Research output: Contribution to journalArticlepeer-review

18 Scopus citations

Abstract

Protoplanetary discs are thought to be truncated at orbital periods of around 10 d. Therefore, the origin of rocky short-period planets with P < 10 d is a puzzle. We propose that many of these planets may form through the Type-I migration of planets locked into a chain of mutual mean motion resonances. We ran N-body simulations of planetary embryos embedded in a protoplanetary disc. The embryos experienced gravitational scatterings, collisions, disc torques, and dampening of orbital eccentricity and inclination. We then modelled Kepler observations of these planets using a forward model of both the transit probability and the detection efficiency of the Kepler pipeline. We found that planets become locked into long chains of mean motion resonances that migrate in unison.

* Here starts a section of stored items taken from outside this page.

//! Compositor input slots.
//!
//! Each logical input (e.g. `"main"`, `"pip"`) reserves exactly one request
//! pad on the mixer. Reservations happen during build only; afterwards the
//! slot table is read-only.

use serde::{Deserialize, Serialize};
use tracing::debug;

use crate::pipeline::error::{PipelineError, PipelineResult};
use crate::pipeline::id::{NodeId, PadId};
use crate::pipeline::registry::NodeRegistry;

/// Default number of inputs the mixer accepts.
pub const DEFAULT_MAX_INPUTS: usize = 2;

/// Where a stream lands in the composited frame, in output pixels.
#[derive(Debug, Clone, Copy, PartialEq, Serialize, Deserialize)]
#[serde(default)]
pub struct SlotPosition {
    pub xpos: i32,
    pub ypos: i32,
    pub width: u32,
    pub height: u32,
    /// Stacking order; higher is drawn on top.
    pub zorder: u32,
    pub alpha: f64,
}

impl Default for SlotPosition {
    fn default() -> Self {
        Self {
            xpos: 0,
            ypos: 0,
            width: 1280,
            height: 720,
            zorder: 0,
            alpha: 1.0,
        }
    }
}

/// A reserved mixer input.
#[derive(Debug, Clone, PartialEq)]
pub struct MixerInputSlot {
    pub logical: String,
    pub pad: PadId,
    pub position: SlotPosition,
}

/// Hands out mixer input pads, one per logical stream.
#[derive(Debug)]
pub struct SlotManager {
    mixer: NodeId,
    capacity: usize,
    slots: Vec<MixerInputSlot>,
}

impl SlotManager {
    pub fn new(mixer: NodeId, capacity: usize) -> Self {
        Self {
            mixer,
            capacity,
            slots: Vec::with_capacity(capacity),
        }
    }

    pub fn mixer(&self) -> NodeId {
        self.mixer
    }

    pub fn capacity(&self) -> usize {
        self.capacity
    }

    /// Reserve a fresh mixer input for `logical`.
    pub fn reserve(
        &mut self,
        registry: &NodeRegistry,
        logical: &str,
        position: SlotPosition,
    ) -> PipelineResult<&MixerInputSlot> {
        if self.slots.iter().any(|s| s.logical == logical) {
            return Err(PipelineError::DuplicateSlot(logical.to_string()));
        }
        if self.slots.len() >= self.capacity {
            return Err(PipelineError::Capacity {
                requested: self.slots.len() + 1,
                capacity: self.capacity,
            });
        }

        let pad = registry.request_pad(self.mixer)?;
        debug!(
            "Reserved mixer input {} for '{}'",
            registry.pad_label(pad),
            logical
        );
        self.slots.push(MixerInputSlot {
            logical: logical.to_string(),
            pad,
            position,
        });
        Ok(&self.slots[self.slots.len() - 1])
    }

    /// The mixer pad reserved for `logical`.
    pub fn slot_for(&self, logical: &str) -> PipelineResult<PadId> {
        self.slot(logical).map(|s| s.pad)
    }

    pub fn slot(&self, logical: &str) -> PipelineResult<&MixerInputSlot> {
        self.slots
            .iter()
            .find(|s| s.logical == logical)
            .ok_or_else(|| PipelineError::UnknownSlot(logical.to_string()))
    }

    pub fn slots(&self) -> &[MixerInputSlot] {
        &self.slots
    }
}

When the chain reaches the edge of the disc, the inner planets are pushed past the edge due to the disc torques acting on the planets farther out in the chain. Our simulated systems successfully reproduce the observed period distribution of short-period Kepler planets between 1 and 2 R. However, we obtain fewer closely packed short-period planets than in the Kepler sample. Our results provide valuable insight into the planet formation process, and suggests that resonance locks, migration, and dynamical instabilities play important roles in the formation and evolution of close-in small exoplanets.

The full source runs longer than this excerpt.